== Given data

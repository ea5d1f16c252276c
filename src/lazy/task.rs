use crate::error::{EnsembleError, Result};
use crate::math::{nan_mean_blocks, reduce_time_axis};
use crate::parallel::compute_blocks;
use ndarray::{concatenate, s, Array2, Array3, Axis, Zip};
use std::fmt;
use std::ops::Range;
use std::sync::Arc;

/// One evaluated chunk, laid out as (time, y, x)
pub type Block = Array3<f32>;

/// Producer of raw chunk values, e.g. one variable of one file
///
/// Nothing is read until the task graph holding the source is computed.
pub trait ChunkSource: Send + Sync + fmt::Debug {
    fn load(&self) -> Result<Block>;

    /// Human readable origin, used in error messages
    fn describe(&self) -> String;
}

/// Reduction applied when collapsing time steps into one
#[derive(Debug, Clone, Copy, PartialEq, Eq, Default)]
pub enum Reduction {
    #[default]
    Mean,
    Sum,
}

#[derive(Debug)]
enum Node {
    Source(Arc<dyn ChunkSource>),
    Constant(Arc<Block>),
    SliceTime { input: Task, range: Range<usize> },
    Window { input: Task, rows: Range<usize>, cols: Range<usize> },
    Mask { input: Task, keep: Arc<Array2<bool>> },
    Concat(Vec<Task>),
    MemberMean(Vec<Task>),
    Reduce { input: Task, reduction: Reduction },
}

/// Node of a deferred computation graph producing one [`Block`]
///
/// Tasks are immutable and cheap to clone; every operation wraps its inputs in
/// a new node. Shapes are known up front, so building a graph never touches
/// the data.
#[derive(Debug, Clone)]
pub struct Task {
    node: Arc<Node>,
    shape: [usize; 3],
}

impl Task {
    pub fn source(source: Arc<dyn ChunkSource>, shape: [usize; 3]) -> Self {
        Self {
            node: Arc::new(Node::Source(source)),
            shape,
        }
    }

    pub fn constant(block: Block) -> Self {
        let shape = [block.shape()[0], block.shape()[1], block.shape()[2]];
        Self {
            node: Arc::new(Node::Constant(Arc::new(block))),
            shape,
        }
    }

    /// (time, y, x) of the block this task yields
    pub fn shape(&self) -> [usize; 3] {
        self.shape
    }

    pub fn time_len(&self) -> usize {
        self.shape[0]
    }

    pub(crate) fn slice_time(&self, range: Range<usize>) -> Self {
        debug_assert!(range.end <= self.shape[0]);
        if range.start == 0 && range.end == self.shape[0] {
            return self.clone();
        }
        let shape = [range.len(), self.shape[1], self.shape[2]];
        Self {
            node: Arc::new(Node::SliceTime {
                input: self.clone(),
                range,
            }),
            shape,
        }
    }

    pub(crate) fn window(&self, rows: Range<usize>, cols: Range<usize>) -> Self {
        let shape = [self.shape[0], rows.len(), cols.len()];
        Self {
            node: Arc::new(Node::Window {
                input: self.clone(),
                rows,
                cols,
            }),
            shape,
        }
    }

    /// Cells where `keep` is false become NaN; the shape is unchanged
    pub(crate) fn mask(&self, keep: Arc<Array2<bool>>) -> Self {
        debug_assert_eq!(keep.shape(), &self.shape[1..]);
        Self {
            node: Arc::new(Node::Mask {
                input: self.clone(),
                keep,
            }),
            shape: self.shape,
        }
    }

    pub(crate) fn concat(mut parts: Vec<Task>) -> Self {
        if parts.len() == 1 {
            return parts.remove(0);
        }
        let nt = parts.iter().map(Task::time_len).sum();
        let (ny, nx) = parts.first().map(|t| (t.shape[1], t.shape[2])).unwrap_or((0, 0));
        Self {
            node: Arc::new(Node::Concat(parts)),
            shape: [nt, ny, nx],
        }
    }

    /// Elementwise NaN-skipping mean across same-shaped tasks
    pub(crate) fn member_mean(members: Vec<Task>) -> Self {
        let shape = members.first().map(Task::shape).unwrap_or([0, 0, 0]);
        Self {
            node: Arc::new(Node::MemberMean(members)),
            shape,
        }
    }

    /// Collapse the time axis into a single step
    pub(crate) fn reduce_time(&self, reduction: Reduction) -> Self {
        Self {
            node: Arc::new(Node::Reduce {
                input: self.clone(),
                reduction,
            }),
            shape: [1, self.shape[1], self.shape[2]],
        }
    }

    /// Evaluate the graph below this node
    pub fn compute(&self) -> Result<Block> {
        let block = match self.node.as_ref() {
            Node::Source(source) => {
                let block = source.load()?;
                if block.shape() != self.shape {
                    return Err(EnsembleError::shape(source.describe(), &self.shape, block.shape()));
                }
                block
            }
            Node::Constant(block) => block.as_ref().clone(),
            Node::SliceTime { input, range } => input.compute()?.slice_move(s![range.clone(), .., ..]),
            Node::Window { input, rows, cols } => input
                .compute()?
                .slice_move(s![.., rows.clone(), cols.clone()]),
            Node::Mask { input, keep } => {
                let mut block = input.compute()?;
                for mut plane in block.outer_iter_mut() {
                    Zip::from(&mut plane).and(keep.as_ref()).for_each(|value, &inside| {
                        if !inside {
                            *value = f32::NAN;
                        }
                    });
                }
                block
            }
            Node::Concat(parts) => {
                let blocks = compute_blocks(parts)?;
                let views: Vec<_> = blocks.iter().map(|b| b.view()).collect();
                concatenate(Axis(0), &views)
                    .map_err(|_| EnsembleError::shape("time concatenation", &self.shape, &[]))?
            }
            Node::MemberMean(members) => {
                let blocks = compute_blocks(members)?;
                nan_mean_blocks(&blocks, self.shape)
            }
            Node::Reduce { input, reduction } => reduce_time_axis(&input.compute()?, *reduction),
        };
        Ok(block)
    }
}

#[cfg(test)]
mod tests {
    use super::*;
    use ndarray::array;
    use std::sync::atomic::{AtomicUsize, Ordering};

    #[derive(Debug)]
    struct CountingSource {
        loads: Arc<AtomicUsize>,
        value: f32,
    }

    impl ChunkSource for CountingSource {
        fn load(&self) -> Result<Block> {
            self.loads.fetch_add(1, Ordering::SeqCst);
            Ok(Array3::from_elem((2, 2, 2), self.value))
        }

        fn describe(&self) -> String {
            "counting source".to_string()
        }
    }

    #[test]
    fn test_graph_building_is_lazy() {
        let loads = Arc::new(AtomicUsize::new(0));
        let source = Task::source(
            Arc::new(CountingSource {
                loads: loads.clone(),
                value: 2.0,
            }),
            [2, 2, 2],
        );
        let graph = Task::concat(vec![source.clone(), source.slice_time(0..1)]).reduce_time(Reduction::Sum);
        assert_eq!(graph.shape(), [1, 2, 2]);
        assert_eq!(loads.load(Ordering::SeqCst), 0);

        let block = graph.compute().unwrap();
        assert_eq!(block, Array3::from_elem((1, 2, 2), 6.0));
        assert_eq!(loads.load(Ordering::SeqCst), 2);
    }

    #[test]
    fn test_source_shape_checked() {
        let source = Task::source(
            Arc::new(CountingSource {
                loads: Arc::new(AtomicUsize::new(0)),
                value: 1.0,
            }),
            [3, 2, 2],
        );
        assert!(matches!(source.compute(), Err(EnsembleError::ShapeMismatch { .. })));
    }

    #[test]
    fn test_mask_and_window() {
        let block = array![[[1.0f32, 2.0], [3.0, 4.0]]];
        let keep = Arc::new(array![[true, false], [false, true]]);
        let masked = Task::constant(block.clone()).mask(keep).compute().unwrap();
        assert_eq!(masked[[0, 0, 0]], 1.0);
        assert!(masked[[0, 0, 1]].is_nan());
        assert!(masked[[0, 1, 0]].is_nan());
        assert_eq!(masked[[0, 1, 1]], 4.0);

        let window = Task::constant(block).window(1..2, 0..2).compute().unwrap();
        assert_eq!(window, array![[[3.0f32, 4.0]]]);
    }

    #[test]
    fn test_member_mean_skips_nan() {
        let a = Task::constant(array![[[1.0f32, f32::NAN]]]);
        let b = Task::constant(array![[[3.0f32, f32::NAN]]]);
        let c = Task::constant(array![[[5.0f32, 4.0]]]);
        let mean = Task::member_mean(vec![a, b, c]).compute().unwrap();
        assert_eq!(mean, array![[[3.0f32, 4.0]]]);
    }
}
//! Deferred, chunked evaluation.
//!
//! Dataset operations build a graph of [`Task`] nodes over per-file chunks;
//! values are only read and combined when `compute` is called, and
//! independent chunks are then evaluated in parallel.

pub mod chunked;
pub mod task;

pub use chunked::*;
pub use task::*;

====

Looking at the listing above, count the lines that contain "Result" and give nothing but the number.

4